Exercise objective – Only lines holding "alias" are needed; copy each of them from the data below.
================
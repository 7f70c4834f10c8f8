use serde::{Deserialize, Serialize};
use std::fmt;
use std::str::FromStr;
use thiserror::Error;

/// A charging policy restriction a fleet manager can enable.
///
/// `MonthlyBudget` and `PriceCap` are mutually exclusive: a selection holding
/// one of them must never offer the other.
#[derive(
    Debug, Clone, Copy, PartialEq, Eq, PartialOrd, Ord, Hash, Serialize, Deserialize,
)]
#[serde(rename_all = "snake_case")]
pub enum RestrictionKind {
    #[serde(alias = "monthly_charging_budget")]
    MonthlyBudget,
    #[serde(alias = "kwh_price_cap")]
    PriceCap,
    CountryRestriction,
    FastCharging,
}

impl RestrictionKind {
    /// Every kind, in canonical display order.
    pub const ALL: [RestrictionKind; 4] = [
        RestrictionKind::MonthlyBudget,
        RestrictionKind::PriceCap,
        RestrictionKind::CountryRestriction,
        RestrictionKind::FastCharging,
    ];

    /// Wire name used in config files, CLI flags and JSON.
    pub fn as_str(self) -> &'static str {
        match self {
            RestrictionKind::MonthlyBudget => "monthly_budget",
            RestrictionKind::PriceCap => "price_cap",
            RestrictionKind::CountryRestriction => "country_restriction",
            RestrictionKind::FastCharging => "fast_charging",
        }
    }

    pub fn label(self) -> &'static str {
        match self {
            RestrictionKind::MonthlyBudget => "Monthly charging budget",
            RestrictionKind::PriceCap => "Price cap per kWh",
            RestrictionKind::CountryRestriction => "Country restriction",
            RestrictionKind::FastCharging => "Block fast charging",
        }
    }

    /// The other half of the mutually exclusive pair, if this kind has one.
    pub fn conflicts_with(self) -> Option<RestrictionKind> {
        match self {
            RestrictionKind::MonthlyBudget => Some(RestrictionKind::PriceCap),
            RestrictionKind::PriceCap => Some(RestrictionKind::MonthlyBudget),
            RestrictionKind::CountryRestriction | RestrictionKind::FastCharging => None,
        }
    }
}

impl fmt::Display for RestrictionKind {
    fn fmt(&self, f: &mut fmt::Formatter<'_>) -> fmt::Result {
        f.write_str(self.as_str())
    }
}

#[derive(Debug, Clone, PartialEq, Eq, Error)]
#[error("unknown restriction '{input}' (expected one of: monthly_budget, price_cap, country_restriction, fast_charging)")]
pub struct ParseRestrictionKindError {
    pub input: String,
}

impl FromStr for RestrictionKind {
    type Err = ParseRestrictionKindError;

    fn from_str(s: &str) -> Result<Self, Self::Err> {
        let normalized = s.trim().to_ascii_lowercase().replace('-', "_");
        match normalized.as_str() {
            "monthly_budget" | "monthly_charging_budget" => Ok(RestrictionKind::MonthlyBudget),
            "price_cap" | "kwh_price_cap" => Ok(RestrictionKind::PriceCap),
            "country_restriction" => Ok(RestrictionKind::CountryRestriction),
            "fast_charging" => Ok(RestrictionKind::FastCharging),
            _ => Err(ParseRestrictionKindError {
                input: s.to_string(),
            }),
        }
    }
}
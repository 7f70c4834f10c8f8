//! Input validation for hosts.
//!
//! The engine never re-validates: it zeroes contributions whose optional values are missing or
//! non-positive. Hosts call these checks before evaluating so users see why a value was refused.

use fleetsave_types::assumptions::Assumptions;
use fleetsave_types::config::{FleetConfiguration, FleetDraft};
use fleetsave_types::country::CountryCode;
use fleetsave_types::restriction::RestrictionKind;
use std::collections::BTreeSet;
use thiserror::Error;

#[derive(Debug, Clone, PartialEq, Error)]
pub enum ValidationError {
    #[error("car count must be at least 1 (got {0})")]
    CarCountTooLow(u32),

    #[error("yearly mileage allowed must be a number of at least 1 (got {0})")]
    MileageTooLow(f64),

    #[error("yearly mileage allowed must be at most {max} (got {value})")]
    MileageTooHigh { value: f64, max: f64 },

    #[error("monthly charging budget must be greater than 0 (got {0})")]
    BudgetNotPositive(f64),

    #[error("kWh price cap must be greater than 0 and at most {max} (got {value})")]
    PriceCapOutOfRange { value: f64, max: f64 },

    #[error("restrictions monthly_budget and price_cap cannot be combined")]
    ConflictingRestrictions,

    #[error("restriction {0} requires a value")]
    MissingValue(RestrictionKind),

    #[error("country {0} is not selectable")]
    UnsupportedCountry(CountryCode),

    #[error("country {0} is listed more than once")]
    DuplicateCountry(CountryCode),

    #[error("assumption {name} must be {requirement} (got {value})")]
    InvalidAssumption {
        name: &'static str,
        value: f64,
        requirement: &'static str,
    },
}

/// Upper bound of a kWh price cap; lowered further when the reference price is overridden below it.
pub const PRICE_CAP_MAX: f64 = 0.65;

/// Upper bound of the yearly mileage per car.
pub const MAX_YEARLY_MILEAGE: f64 = 1_000_000.0;

/// Assumptions used as divisors; everything else only has to be non-negative.
const DIVISOR_ASSUMPTIONS: [&str; 3] = [
    "reference_kwh_price",
    "cars_per_working_day",
    "savings_per_complaint",
];

/// Checks overridden model constants before they reach the engine.
///
/// All values must be finite and non-negative; divisors and the reference price must be
/// strictly positive.
pub fn validate_assumptions(assumptions: &Assumptions) -> Result<(), ValidationError> {
    for (name, value) in assumptions.named_values() {
        let strict = DIVISOR_ASSUMPTIONS.contains(&name);
        let ok = value.is_finite() && if strict { value > 0.0 } else { value >= 0.0 };
        if !ok {
            return Err(ValidationError::InvalidAssumption {
                name,
                value,
                requirement: if strict {
                    "a finite number greater than 0"
                } else {
                    "a finite number of at least 0"
                },
            });
        }
    }
    Ok(())
}

/// Checks a complete snapshot. Returns the first problem found.
pub fn validate_configuration(
    cfg: &FleetConfiguration,
    assumptions: &Assumptions,
) -> Result<(), ValidationError> {
    if cfg.car_count < 1 {
        return Err(ValidationError::CarCountTooLow(cfg.car_count));
    }
    check_mileage(cfg.yearly_mileage_allowed)?;
    check_optional_inputs(
        &cfg.restrictions,
        &cfg.country_restrictions,
        cfg.monthly_charging_budget,
        cfg.kwh_price_cap,
        assumptions,
    )
}

/// Checks whatever a draft already holds; missing mandatory numbers are not an error.
pub fn validate_draft(draft: &FleetDraft, assumptions: &Assumptions) -> Result<(), ValidationError> {
    if let Some(cars) = draft.car_count
        && cars < 1
    {
        return Err(ValidationError::CarCountTooLow(cars));
    }
    if let Some(mileage) = draft.yearly_mileage_allowed {
        check_mileage(mileage)?;
    }
    check_optional_inputs(
        &draft.restrictions,
        &draft.country_restrictions,
        draft.monthly_charging_budget,
        draft.kwh_price_cap,
        assumptions,
    )
}

fn check_mileage(mileage: f64) -> Result<(), ValidationError> {
    if !mileage.is_finite() || mileage < 1.0 {
        return Err(ValidationError::MileageTooLow(mileage));
    }
    if mileage > MAX_YEARLY_MILEAGE {
        return Err(ValidationError::MileageTooHigh {
            value: mileage,
            max: MAX_YEARLY_MILEAGE,
        });
    }
    Ok(())
}

fn check_optional_inputs(
    restrictions: &BTreeSet<RestrictionKind>,
    countries: &[CountryCode],
    budget: Option<f64>,
    price_cap: Option<f64>,
    assumptions: &Assumptions,
) -> Result<(), ValidationError> {
    let has_budget = restrictions.contains(&RestrictionKind::MonthlyBudget);
    let has_cap = restrictions.contains(&RestrictionKind::PriceCap);

    if has_budget && has_cap {
        return Err(ValidationError::ConflictingRestrictions);
    }

    if has_budget {
        match budget {
            None => return Err(ValidationError::MissingValue(RestrictionKind::MonthlyBudget)),
            Some(b) if !b.is_finite() || b <= 0.0 => {
                return Err(ValidationError::BudgetNotPositive(b));
            }
            Some(_) => {}
        }
    }

    if has_cap {
        let max = PRICE_CAP_MAX.min(assumptions.reference_kwh_price);
        match price_cap {
            None => return Err(ValidationError::MissingValue(RestrictionKind::PriceCap)),
            Some(c) if !c.is_finite() || c <= 0.0 || c > max => {
                return Err(ValidationError::PriceCapOutOfRange { value: c, max });
            }
            Some(_) => {}
        }
    }

    let mut seen = BTreeSet::new();
    for code in countries {
        if !code.is_selectable() {
            return Err(ValidationError::UnsupportedCountry(code.clone()));
        }
        if !seen.insert(code) {
            return Err(ValidationError::DuplicateCountry(code.clone()));
        }
    }

    Ok(())
}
================
Answer –
    #[serde(alias = "monthly_charging_budget")]
    #[serde(alias = "kwh_price_cap")]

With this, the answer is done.